Preparation of nitrogen-doped porous carbon by urea–formaldehyde resin for the construction of membrane adsorption reactor to remove refractory pollutant

Considering the highly toxic by-products generation and environmental friendliness, the adsorption process is a suitable solution as the end of pipe treatment for refractory organics in coking wastewater. Nitrogen-doped micro-mesoporous carbon prepared by carbonization and KOH activation of urea–formaldehyde resin (UFCA) realized effective adsorption of quinoline, phenol and pyridine in coking wastewater. Among them, UFCA-900 has large specific surface area (SBET = 1469.94 m2 g−1) and excellent adsorption properties: the adsorption removal rate of quinoline reached 98.40% about 16 min, and the maximum adsorption capacity of quinoline was 721.90 mg·g−1 at 318 K, the adsorption capacity of phenol and pyridine at 298 K were 341.59 mg·g−1 and 225.08 mg·g−1, respectively. The adsorption kinetics of UFCA-900 obeyed the pseudo-second-order model, and the adsorption process was endothermic.

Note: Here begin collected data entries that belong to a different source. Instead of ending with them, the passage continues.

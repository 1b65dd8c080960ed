//! Runtime tunables.
//!
//! Product-chosen knobs with documented defaults, stored at
//! `~/.config/clubwatch/config.json`. A missing or malformed file falls
//! back to defaults; the engine never refuses to start over config.

use std::path::PathBuf;

use anyhow::Result;
use serde::{Deserialize, Serialize};
use tracing::warn;

/// Application name used for config directory paths
const APP_NAME: &str = "clubwatch";

/// Config file name
const CONFIG_FILE: &str = "config.json";

#[derive(Debug, Clone, PartialEq, Serialize, Deserialize)]
pub struct Tunables {
    /// Days without a full refresh before the scheduler requests one.
    #[serde(default = "default_staleness_threshold_days")]
    pub staleness_threshold_days: i64,

    /// How many past change reports the history ring retains.
    #[serde(default = "default_history_retention")]
    pub history_retention: usize,

    /// How many transfer records are kept per club.
    #[serde(default = "default_transfer_history_depth")]
    pub transfer_history_depth: usize,

    /// How many recent matches feed the formation log.
    #[serde(default = "default_formation_log_depth")]
    pub formation_log_depth: usize,

    /// Whether friendlies count towards formations and tactics.
    #[serde(default)]
    pub include_friendlies: bool,

    /// Minimum seconds between backfill attempts for one club, to avoid
    /// refetch storms on clubs that keep coming back incomplete.
    #[serde(default = "default_backfill_cooldown_secs")]
    pub backfill_cooldown_secs: i64,
}

fn default_staleness_threshold_days() -> i64 {
    3
}

fn default_history_retention() -> usize {
    10
}

fn default_transfer_history_depth() -> usize {
    10
}

fn default_formation_log_depth() -> usize {
    20
}

fn default_backfill_cooldown_secs() -> i64 {
    60
}

impl Default for Tunables {
    fn default() -> Self {
        Self {
            staleness_threshold_days: default_staleness_threshold_days(),
            history_retention: default_history_retention(),
            transfer_history_depth: default_transfer_history_depth(),
            formation_log_depth: default_formation_log_depth(),
            include_friendlies: false,
            backfill_cooldown_secs: default_backfill_cooldown_secs(),
        }
    }
}

impl Tunables {
    pub fn load() -> Result<Self> {
        let path = Self::config_path()?;
        if path.exists() {
            let contents = std::fs::read_to_string(&path)?;
            Ok(serde_json::from_str(&contents)?)
        } else {
            Ok(Self::default())
        }
    }

    /// Load, falling back to defaults on any failure.
    pub fn load_or_default() -> Self {
        match Self::load() {
            Ok(tunables) => tunables,
            Err(e) => {
                warn!(error = %e, "Failed to load config, using defaults");
                Self::default()
            }
        }
    }

    pub fn save(&self) -> Result<()> {
        let path = Self::config_path()?;
        if let Some(parent) = path.parent() {
            std::fs::create_dir_all(parent)?;
        }
        let contents = serde_json::to_string_pretty(self)?;
        std::fs::write(path, contents)?;
        Ok(())
    }

    fn config_path() -> Result<PathBuf> {
        let config_dir = dirs::config_dir()
            .ok_or_else(|| anyhow::anyhow!("Could not find config directory"))?;
        Ok(config_dir.join(APP_NAME).join(CONFIG_FILE))
    }
}

#[cfg(test)]
mod tests {
    use super::*;

    #[test]
    fn defaults_match_documented_values() {
        let tunables = Tunables::default();
        assert_eq!(tunables.staleness_threshold_days, 3);
        assert_eq!(tunables.history_retention, 10);
        assert_eq!(tunables.backfill_cooldown_secs, 60);
        assert!(!tunables.include_friendlies);
    }

    #[test]
    fn partial_config_fills_in_defaults() {
        let tunables: Tunables = serde_json::from_str(r#"{"staleness_threshold_days": 7}"#).unwrap();
        assert_eq!(tunables.staleness_threshold_days, 7);
        assert_eq!(tunables.history_retention, 10);
    }
}
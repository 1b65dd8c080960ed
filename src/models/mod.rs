//! Domain models for tracked clubs and their data categories.
//!
//! Each category is one independently fetched facet of a club's state.
//! Payload types are plain serde structs, decoupled from any wire format.

mod club;
mod league;
mod matches;
mod squad;

pub use club::{ArenaReport, ClubDetails, CoachReport, FanClubReport, PressAnnouncement, TrackedClub};
pub use league::{LeaguePerformance, ManagerActivity};
pub use matches::{FormationLog, MatchRef, MatchTactics};
pub use squad::{
    FinanceEstimate, Player, PlayerCondition, Squad, TransferActivity, TransferKind,
    TransferRecord, TsiReport, WageReport,
};

use serde::{Deserialize, Serialize};

pub type ClubId = i64;
pub type ManagerId = i64;
pub type MatchId = i64;
pub type LeagueUnitId = i64;
pub type ArenaId = i64;

/// One independently fetched facet of a club's state.
///
/// The declared order here is the order categories are diffed and
/// reported in; it never depends on change magnitude.
#[derive(Debug, Clone, Copy, PartialEq, Eq, Hash, PartialOrd, Ord, Serialize, Deserialize)]
pub enum Category {
    League,
    Press,
    FanClub,
    Arena,
    Finance,
    Transfers,
    Tsi,
    Wages,
    Formations,
    LastLogin,
    Coach,
}

impl Category {
    /// Every category, in declared (diff) order.
    pub const ALL: [Category; 11] = [
        Category::League,
        Category::Press,
        Category::FanClub,
        Category::Arena,
        Category::Finance,
        Category::Transfers,
        Category::Tsi,
        Category::Wages,
        Category::Formations,
        Category::LastLogin,
        Category::Coach,
    ];

    /// Stable key used for field keys and persisted data.
    pub fn key(&self) -> &'static str {
        match self {
            Category::League => "league",
            Category::Press => "press",
            Category::FanClub => "fanclub",
            Category::Arena => "arena",
            Category::Finance => "finance",
            Category::Transfers => "transfers",
            Category::Tsi => "tsi",
            Category::Wages => "wages",
            Category::Formations => "formations",
            Category::LastLogin => "last_login",
            Category::Coach => "coach",
        }
    }

    /// Human-readable panel title.
    pub fn label(&self) -> &'static str {
        match self {
            Category::League => "League",
            Category::Press => "Press announcement",
            Category::FanClub => "Fan club",
            Category::Arena => "Arena",
            Category::Finance => "Finance estimate",
            Category::Transfers => "Transfer activity",
            Category::Tsi => "TSI",
            Category::Wages => "Wages",
            Category::Formations => "Formations & tactics",
            Category::LastLogin => "Last login",
            Category::Coach => "Coach",
        }
    }
}

#[cfg(test)]
mod tests {
    use super::*;

    #[test]
    fn all_categories_have_unique_keys() {
        let mut keys: Vec<&str> = Category::ALL.iter().map(|c| c.key()).collect();
        keys.sort();
        keys.dedup();
        assert_eq!(keys.len(), Category::ALL.len());
    }
}
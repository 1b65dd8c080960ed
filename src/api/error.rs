use thiserror::Error;

#[derive(Error, Debug)]
pub enum FetchError {
    #[error("Reauthentication required - token rejected or expired")]
    ReauthRequired,

    #[error("Rate limited - please wait before retrying")]
    RateLimited,

    #[error("Resource not found: {0}")]
    NotFound(String),

    #[error("Server error: {0}")]
    ServerError(String),

    #[error("Network error: {0}")]
    Network(#[from] reqwest::Error),

    #[error("Invalid response: {0}")]
    InvalidResponse(String),
}

/// Maximum length for error response bodies in error messages
const MAX_ERROR_BODY_LENGTH: usize = 500;

impl FetchError {
    /// Truncate a response body to avoid logging excessive data
    fn truncate_body(body: &str) -> String {
        if body.len() <= MAX_ERROR_BODY_LENGTH {
            body.to_string()
        } else {
            format!(
                "{}... (truncated, {} total bytes)",
                &body[..MAX_ERROR_BODY_LENGTH],
                body.len()
            )
        }
    }

    pub fn from_status(status: reqwest::StatusCode, body: &str) -> Self {
        let truncated = Self::truncate_body(body);
        match status.as_u16() {
            401 | 403 => FetchError::ReauthRequired,
            404 => FetchError::NotFound(truncated),
            429 => FetchError::RateLimited,
            500..=599 => FetchError::ServerError(truncated),
            _ => FetchError::InvalidResponse(format!("Status {}: {}", status, truncated)),
        }
    }

    /// Whether this failure must abort the whole refresh run. Everything
    /// else is transient: the item is skipped and prior data retained.
    pub fn requires_reauth(&self) -> bool {
        matches!(self, FetchError::ReauthRequired)
    }
}

#[cfg(test)]
mod tests {
    use super::*;

    #[test]
    fn status_401_maps_to_reauth() {
        let err = FetchError::from_status(reqwest::StatusCode::UNAUTHORIZED, "");
        assert!(err.requires_reauth());
    }

    #[test]
    fn status_500_is_transient() {
        let err = FetchError::from_status(reqwest::StatusCode::INTERNAL_SERVER_ERROR, "boom");
        assert!(!err.requires_reauth());
    }

    #[test]
    fn long_bodies_are_truncated() {
        let body = "x".repeat(2000);
        let err = FetchError::from_status(reqwest::StatusCode::BAD_GATEWAY, &body);
        let msg = err.to_string();
        assert!(msg.len() < 700);
        assert!(msg.contains("truncated"));
    }
}
//! Dispatch, error reporting and the command error types.

use std::io;

use strsim::levenshtein;

use crate::config::ConfigError;
use crate::errors::{FinTrackError, ValidationError};

use super::io as cli_io;
pub use super::shell_context::{CliMode, ShellContext};

#[derive(Debug, Clone, Copy, PartialEq, Eq)]
pub(crate) enum LoopControl {
    Continue,
    Exit,
}

pub type CommandResult = Result<(), CommandError>;

#[derive(Debug, thiserror::Error)]
pub enum CommandError {
    #[error("{0}")]
    InvalidArguments(String),
    #[error("{0}")]
    Message(String),
    #[error(transparent)]
    Io(#[from] io::Error),
    #[error(transparent)]
    Core(#[from] FinTrackError),
    #[error(transparent)]
    Validation(#[from] ValidationError),
    #[error(transparent)]
    Dialoguer(#[from] dialoguer::Error),
    #[error("exit requested")]
    ExitRequested,
}

#[derive(Debug, thiserror::Error)]
pub enum CliError {
    #[error(transparent)]
    Io(#[from] io::Error),
    #[error(transparent)]
    Readline(#[from] rustyline::error::ReadlineError),
    #[error(transparent)]
    Config(#[from] ConfigError),
    #[error("{0}")]
    Command(String),
}

impl From<CommandError> for CliError {
    fn from(err: CommandError) -> Self {
        CliError::Command(err.to_string())
    }
}

impl ShellContext {
    pub(crate) fn dispatch(
        &mut self,
        command: &str,
        raw: &str,
        args: &[&str],
    ) -> Result<LoopControl, CommandError> {
        if let Some(handler) = self.registry.handler(command) {
            match handler(self, args) {
                Ok(()) => Ok(LoopControl::Continue),
                Err(CommandError::ExitRequested) => Ok(LoopControl::Exit),
                Err(err) => Err(err),
            }
        } else {
            self.suggest_command(raw);
            Ok(LoopControl::Continue)
        }
    }

    pub(crate) fn process_line(&mut self, line: &str) -> Result<LoopControl, CommandError> {
        let tokens = match crate::cli::shell::parse_command_line(line) {
            Ok(tokens) => tokens,
            Err(err) => {
                cli_io::print_warning(err.to_string());
                return Ok(LoopControl::Continue);
            }
        };

        if tokens.is_empty() || tokens[0].starts_with('#') {
            return Ok(LoopControl::Continue);
        }

        let command = tokens[0].to_lowercase();
        let args: Vec<&str> = tokens.iter().skip(1).map(String::as_str).collect();
        self.last_command = Some(line.trim().to_string());

        match self.dispatch(&command, &tokens[0], &args) {
            Ok(LoopControl::Exit) => {
                self.running = false;
                Ok(LoopControl::Exit)
            }
            other => other,
        }
    }

    pub(crate) fn suggest_command(&self, input: &str) {
        cli_io::print_warning(format!(
            "Unknown command `{}`. Type `help` to see available commands.",
            input
        ));

        let mut suggestions: Vec<_> = self
            .registry
            .names()
            .map(|key| (levenshtein(key, input), key))
            .collect();
        suggestions.sort_by_key(|(distance, _)| *distance);

        if let Some((distance, best)) = suggestions.first() {
            if *distance <= 3 {
                cli_io::print_info(format!("Suggestion: `{}`?", best));
            }
        }
    }

    /// Asks before a destructive step. `--no` among `args` declines up front,
    /// otherwise script mode auto-confirms.
    pub(crate) fn confirm(&self, prompt: &str, args: &[&str]) -> Result<bool, CommandError> {
        if args.contains(&"--no") {
            return Ok(false);
        }
        if self.is_script() {
            return Ok(true);
        }
        cli_io::confirm_action(&self.theme, prompt, false)
    }

    pub(crate) fn confirm_exit(&self) -> Result<bool, CliError> {
        if self.is_script() {
            return Ok(true);
        }
        Ok(cli_io::confirm_action(&self.theme, "Exit shell?", true)?)
    }

    pub(crate) fn report_error(&self, err: CommandError) -> Result<(), CliError> {
        match err {
            CommandError::ExitRequested => Ok(()),
            CommandError::InvalidArguments(message) => {
                cli_io::print_error(message);
                cli_io::print_hint("Use `help <command>` for usage details.");
                Ok(())
            }
            CommandError::Core(
                err @ (FinTrackError::TransactionNotFound(_) | FinTrackError::DebtNotFound(_)),
            ) => {
                cli_io::print_error(err);
                cli_io::print_hint("Use `list` to see record ids; a unique prefix is enough.");
                Ok(())
            }
            CommandError::Validation(err)
            | CommandError::Core(FinTrackError::Validation(err)) => {
                cli_io::print_error(format!("Invalid input: {err}"));
                Ok(())
            }
            other => {
                cli_io::print_error(other);
                Ok(())
            }
        }
    }
}

#[cfg(test)]
pub(crate) fn process_script(
    base: &std::path::Path,
    lines: &[&str],
) -> Result<ShellContext, CliError> {
    let mut app = ShellContext::with_base_dir(CliMode::Script, base.to_path_buf())?;
    for line in lines {
        match app.process_line(line) {
            Ok(LoopControl::Continue) => {}
            Ok(LoopControl::Exit) => break,
            Err(err) => app.report_error(err)?,
        }
    }
    Ok(app)
}

#[cfg(test)]
mod tests {
    use super::*;
    use crate::domain::{DebtStatus, TransactionKind};
    use crate::storage::StorageBackend;
    use rust_decimal_macros::dec;
    use tempfile::tempdir;

    #[test]
    fn add_edit_and_delete_transactions() {
        let dir = tempdir().unwrap();
        let app = process_script(
            dir.path(),
            &[
                "add-txn type=income amount=1000 description=Salary category=Salary date=2024-01-01",
                "add-txn amount=300 description=\"Rent, Jan\" category=Rent date=2024-01-02",
            ],
        )
        .unwrap();
        assert_eq!(app.data.transactions.len(), 2);
        assert_eq!(app.data.transactions[0].description, "Rent, Jan");
        assert_eq!(app.data.transactions[0].kind, TransactionKind::Expense);

        let rent = app.data.transactions[0].id.simple().to_string();
        let salary = app.data.transactions[1].id;
        let edit = format!("edit-txn {} amount=350", &rent[..8]);
        let app = process_script(dir.path(), &[edit.as_str()]).unwrap();
        assert_eq!(app.data.transactions[0].amount, dec!(350));
        assert_eq!(app.data.transactions[1].id, salary);

        let declined = format!("delete-txn {} --no", &rent[..8]);
        let app = process_script(dir.path(), &[declined.as_str()]).unwrap();
        assert_eq!(app.data.transactions.len(), 2);

        let delete = format!("delete-txn {}", &rent[..8]);
        let app = process_script(dir.path(), &[delete.as_str()]).unwrap();
        assert_eq!(app.data.transactions.len(), 1);
        assert_eq!(app.data.transactions[0].id, salary);
    }

    #[test]
    fn invalid_input_leaves_records_untouched() {
        let dir = tempdir().unwrap();
        let app = process_script(
            dir.path(),
            &[
                "add-txn amount=-5 description=Oops category=Misc",
                "add-txn amount=5 description=\"   \" category=Misc",
                "add-debt person=Asha amount=abc type=owes_me",
            ],
        )
        .unwrap();
        assert!(app.data.is_empty());
    }

    #[test]
    fn debt_toggle_keeps_status_across_edits() {
        let dir = tempdir().unwrap();
        let app = process_script(
            dir.path(),
            &["add-debt person=Asha amount=500 type=owes_me due=2024-06-30"],
        )
        .unwrap();
        let id = app.data.debts[0].id.simple().to_string();

        let toggle = format!("toggle-debt {}", &id[..8]);
        let edit = format!("edit-debt {} amount=450 note=\"Concert\"", &id[..8]);
        let app = process_script(dir.path(), &[toggle.as_str(), edit.as_str()]).unwrap();
        let debt = &app.data.debts[0];
        assert_eq!(debt.status, DebtStatus::Settled);
        assert_eq!(debt.amount, dec!(450));
        assert_eq!(debt.description.as_deref(), Some("Concert"));
    }

    #[test]
    fn changes_are_persisted_through_the_gateway() {
        let dir = tempdir().unwrap();
        let app = process_script(
            dir.path(),
            &["add-debt person=Ravi amount=200 type=i_owe"],
        )
        .unwrap();
        let stored = app.gateway.backend().read().unwrap().unwrap();
        assert_eq!(stored, app.data);
    }

    #[test]
    fn unknown_commands_and_exit_do_not_fail() {
        let dir = tempdir().unwrap();
        let app = process_script(dir.path(), &["lst", "exit", "add-debt person=X amount=1 type=owe"])
            .unwrap();
        assert!(!app.running);
        assert!(app.data.debts.is_empty());
    }
}
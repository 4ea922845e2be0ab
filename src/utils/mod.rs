pub mod build_info;
pub mod paths;

use std::sync::Once;

static TRACING_INIT: Once = Once::new();

/// Initializes the global tracing subscriber with sensible defaults.
///
/// `RUST_LOG` directives take precedence; without them `fintrack=info` applies.
pub fn init_tracing() {
    TRACING_INIT.call_once(|| {
        use tracing_subscriber::{fmt, EnvFilter};

        let filter = EnvFilter::try_from_default_env()
            .unwrap_or_else(|_| EnvFilter::new("fintrack=info"));

        let _ = fmt()
            .with_env_filter(filter)
            .with_writer(std::io::stderr)
            .try_init();
    });
}
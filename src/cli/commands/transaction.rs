use chrono::Local;

use crate::cli::core::{CommandError, CommandResult, ShellContext};
use crate::cli::io;
use crate::cli::output::section;
use crate::cli::registry::{CommandEntry, CommandGroup};
use crate::cli::table::{Table, TableColumn};
use crate::core::{services::TransactionService, TransactionDraft};
use crate::domain::Transaction;

use super::{parse_fields, require_id, short_id, unknown_field};

const FIELDS: &str = "type, amount, description, category, date";
const TRANSACTION_FIELDS: &[&str] = &["type=", "amount=", "description=", "category=", "date="];

pub(crate) fn definitions() -> Vec<CommandEntry> {
    vec![
        CommandEntry::new(
            CommandGroup::Transactions,
            "list",
            "List transactions and debts",
            "list [transactions|debts]",
            cmd_list,
        )
        .with_arguments(&["transactions", "debts"]),
        CommandEntry::new(
            CommandGroup::Transactions,
            "add-txn",
            "Record an income or expense",
            "add-txn type=<income|expense> amount=<n> description=<text> category=<text> [date=YYYY-MM-DD]",
            cmd_add,
        )
        .with_arguments(TRANSACTION_FIELDS),
        CommandEntry::new(
            CommandGroup::Transactions,
            "edit-txn",
            "Change fields of a transaction",
            "edit-txn <id> [field=value ...]",
            cmd_edit,
        )
        .with_arguments(TRANSACTION_FIELDS),
        CommandEntry::new(
            CommandGroup::Transactions,
            "delete-txn",
            "Delete a transaction",
            "delete-txn <id> [--no]",
            cmd_delete,
        )
        .with_arguments(&["--no"]),
    ]
}

fn apply_fields(draft: &mut TransactionDraft, args: &[&str]) -> CommandResult {
    for (key, value) in parse_fields(args)? {
        match key.as_str() {
            "type" | "kind" => draft.kind = value,
            "amount" => draft.amount = value,
            "description" | "desc" => draft.description = value,
            "category" | "cat" => draft.category = value,
            "date" => draft.date = value,
            other => return Err(unknown_field(other, FIELDS)),
        }
    }
    Ok(())
}

fn prompt_draft(context: &ShellContext, draft: &mut TransactionDraft) -> CommandResult {
    draft.kind = io::prompt_text(&context.theme, "Type (income/expense)", &draft.kind, false)?;
    draft.amount = io::prompt_text(&context.theme, "Amount", &draft.amount, false)?;
    draft.description = io::prompt_text(&context.theme, "Description", &draft.description, false)?;
    draft.category = io::prompt_text(&context.theme, "Category", &draft.category, false)?;
    draft.date = io::prompt_text(&context.theme, "Date (YYYY-MM-DD)", &draft.date, false)?;
    Ok(())
}

fn new_draft() -> TransactionDraft {
    TransactionDraft {
        date: Local::now().date_naive().format("%Y-%m-%d").to_string(),
        kind: "expense".into(),
        ..TransactionDraft::default()
    }
}

fn cmd_add(context: &mut ShellContext, args: &[&str]) -> CommandResult {
    let mut draft = new_draft();
    if args.is_empty() {
        if context.is_script() {
            return Err(CommandError::InvalidArguments(
                "add-txn needs field=value arguments in script mode".into(),
            ));
        }
        prompt_draft(context, &mut draft)?;
    } else {
        apply_fields(&mut draft, args)?;
    }

    let id = TransactionService::add(&mut context.data, &draft)?;
    context.persist();
    io::print_success(format!("Transaction {} added.", short_id(id)));
    Ok(())
}

fn cmd_edit(context: &mut ShellContext, args: &[&str]) -> CommandResult {
    let needle = require_id(args, "edit-txn <id> [field=value ...]")?;
    let id = TransactionService::resolve(&context.data, needle)?;
    let existing = context
        .data
        .transaction(id)
        .ok_or(crate::errors::FinTrackError::TransactionNotFound(id))?;
    let mut draft = TransactionDraft::from_transaction(existing);

    if args.len() == 1 {
        if context.is_script() {
            return Err(CommandError::InvalidArguments(
                "edit-txn needs field=value arguments in script mode".into(),
            ));
        }
        prompt_draft(context, &mut draft)?;
    } else {
        apply_fields(&mut draft, &args[1..])?;
    }

    TransactionService::update(&mut context.data, id, &draft)?;
    context.persist();
    io::print_success(format!("Transaction {} updated.", short_id(id)));
    Ok(())
}

fn cmd_delete(context: &mut ShellContext, args: &[&str]) -> CommandResult {
    let needle = require_id(args, "delete-txn <id>")?;
    let id = TransactionService::resolve(&context.data, needle)?;
    let label = context
        .data
        .transaction(id)
        .map(|txn| txn.description.clone())
        .unwrap_or_default();
    if !context.confirm(&format!("Delete transaction `{label}`?"), args)? {
        io::print_info("Deletion cancelled.");
        return Ok(());
    }
    if TransactionService::remove(&mut context.data, id).is_some() {
        context.persist();
        io::print_success(format!("Transaction {} deleted.", short_id(id)));
    }
    Ok(())
}

fn cmd_list(context: &mut ShellContext, args: &[&str]) -> CommandResult {
    let scope = args.first().map(|s| s.to_ascii_lowercase());
    match scope.as_deref() {
        None => {
            print_transactions(context);
            super::debt::print_debts(context);
        }
        Some("transactions") | Some("txn") => print_transactions(context),
        Some("debts") => super::debt::print_debts(context),
        Some(other) => {
            return Err(CommandError::InvalidArguments(format!(
                "unknown list scope `{other}` (use transactions or debts)"
            )))
        }
    }
    Ok(())
}

pub(crate) fn transaction_table(context: &ShellContext, transactions: &[&Transaction]) -> Table {
    let mut table = Table::new(vec![
        TableColumn::left("ID"),
        TableColumn::left("Date"),
        TableColumn::left("Type"),
        TableColumn::left("Description").truncate_at(32),
        TableColumn::left("Category").truncate_at(16),
        TableColumn::right("Amount"),
    ]);
    for txn in transactions {
        table.push(vec![
            short_id(txn.id),
            txn.date.format("%Y-%m-%d").to_string(),
            txn.kind.to_string(),
            txn.description.clone(),
            txn.category.clone(),
            context.currency.format(txn.amount),
        ]);
    }
    table
}

fn print_transactions(context: &ShellContext) {
    section("Transactions");
    let transactions = TransactionService::list(&context.data);
    if transactions.is_empty() {
        io::print_info("No transactions recorded.");
        return;
    }
    io::print_info(transaction_table(context, &transactions).render());
}
//! Export encodings (JSON, CSV) and the printable summary.

pub mod csv;
pub mod json;
pub mod printable;

pub use self::csv::{to_csv, CSV_HEADER};
pub use self::json::{from_json, to_json, to_json_at, ExportedData};
pub use self::printable::PrintableReport;

use chrono::{DateTime, Utc};

/// Export encodings offered for download.
#[derive(Debug, Clone, Copy, PartialEq, Eq)]
pub enum ExportFormat {
    Json,
    Csv,
}

impl ExportFormat {
    pub fn extension(&self) -> &'static str {
        match self {
            ExportFormat::Json => "json",
            ExportFormat::Csv => "csv",
        }
    }

    pub fn content_type(&self) -> &'static str {
        match self {
            ExportFormat::Json => "application/json",
            ExportFormat::Csv => "text/csv",
        }
    }

    pub fn parse(input: &str) -> Option<Self> {
        match input.trim().to_ascii_lowercase().as_str() {
            "json" => Some(ExportFormat::Json),
            "csv" => Some(ExportFormat::Csv),
            _ => None,
        }
    }

    /// `fintrack_export_<unix-millis>.<ext>`
    pub fn default_file_name(&self, at: DateTime<Utc>) -> String {
        format!(
            "fintrack_export_{}.{}",
            at.timestamp_millis(),
            self.extension()
        )
    }
}

#[cfg(test)]
mod tests {
    use super::*;
    use chrono::TimeZone;

    #[test]
    fn default_file_name_uses_epoch_millis() {
        let at = Utc.with_ymd_and_hms(2024, 1, 1, 0, 0, 0).unwrap();
        assert_eq!(
            ExportFormat::Csv.default_file_name(at),
            "fintrack_export_1704067200000.csv"
        );
        assert_eq!(ExportFormat::parse("JSON"), Some(ExportFormat::Json));
    }
}
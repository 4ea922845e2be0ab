use crate::cli::io;
use crate::cli::output::section as output_section;
use crate::cli::registry::{CommandEntry, CommandRegistry};

pub fn print_overview(registry: &CommandRegistry) {
    output_section("Available commands");
    for (group, entries) in registry.grouped() {
        io::print_info(format!("{}:", group.title()));
        for entry in entries {
            io::print_info(format!("  {:<14} {}", entry.name, entry.description));
        }
    }
    io::print_info("Use `help <command>` for details.");
}

pub fn print_command(entry: &CommandEntry) {
    output_section(format!("Help: {}", entry.name));
    io::print_info(format!("  Description: {}", entry.description));
    io::print_info(format!("  Usage: {}", entry.usage));
    if entry.arguments.iter().any(|word| word.ends_with('=')) {
        let fields: Vec<&str> = entry
            .arguments
            .iter()
            .map(|word| word.trim_end_matches('='))
            .collect();
        io::print_info(format!("  Fields: {}", fields.join(", ")));
    }
}
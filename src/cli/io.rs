use std::fmt;

use dialoguer::{theme::ColorfulTheme, Confirm, Input};

use crate::cli::core::CommandError;
use crate::cli::output;

pub fn print_info(message: impl fmt::Display) {
    output::info(message);
}

pub fn print_warning(message: impl fmt::Display) {
    output::warning(message);
}

pub fn print_error(message: impl fmt::Display) {
    output::error(message);
}

pub fn print_success(message: impl fmt::Display) {
    output::success(message);
}

pub fn print_hint(message: impl fmt::Display) {
    output::hint(message);
}

/// Prompt the user for confirmation with a yes/no question.
pub fn confirm_action(
    theme: &ColorfulTheme,
    prompt: &str,
    default: bool,
) -> Result<bool, CommandError> {
    Confirm::with_theme(theme)
        .with_prompt(prompt)
        .default(default)
        .interact()
        .map_err(CommandError::from)
}

/// Prompt for a line of text, prefilled with `initial` when editing.
pub fn prompt_text(
    theme: &ColorfulTheme,
    prompt: &str,
    initial: &str,
    allow_empty: bool,
) -> Result<String, CommandError> {
    Input::<String>::with_theme(theme)
        .with_prompt(prompt)
        .with_initial_text(initial)
        .allow_empty(allow_empty)
        .interact_text()
        .map_err(CommandError::from)
}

The membrane adsorption reactor demonstrated efficient adsorption, well separation, and negligibly irreversible membrane fouling. The adsorption mechanism included electrostatic interactions, π-π interactions and hydrogen bonds. Regeneration test proved that the removal rate of the chemically regenerated UFCA-900 was similar to the fresh adsorbent after six cycles. Taken together, a simple strategy for in-situ nitrogen-doped porous carbon has been developed and the resultant composite UFCA-900 has promising application prospect in coking wastewater treatment.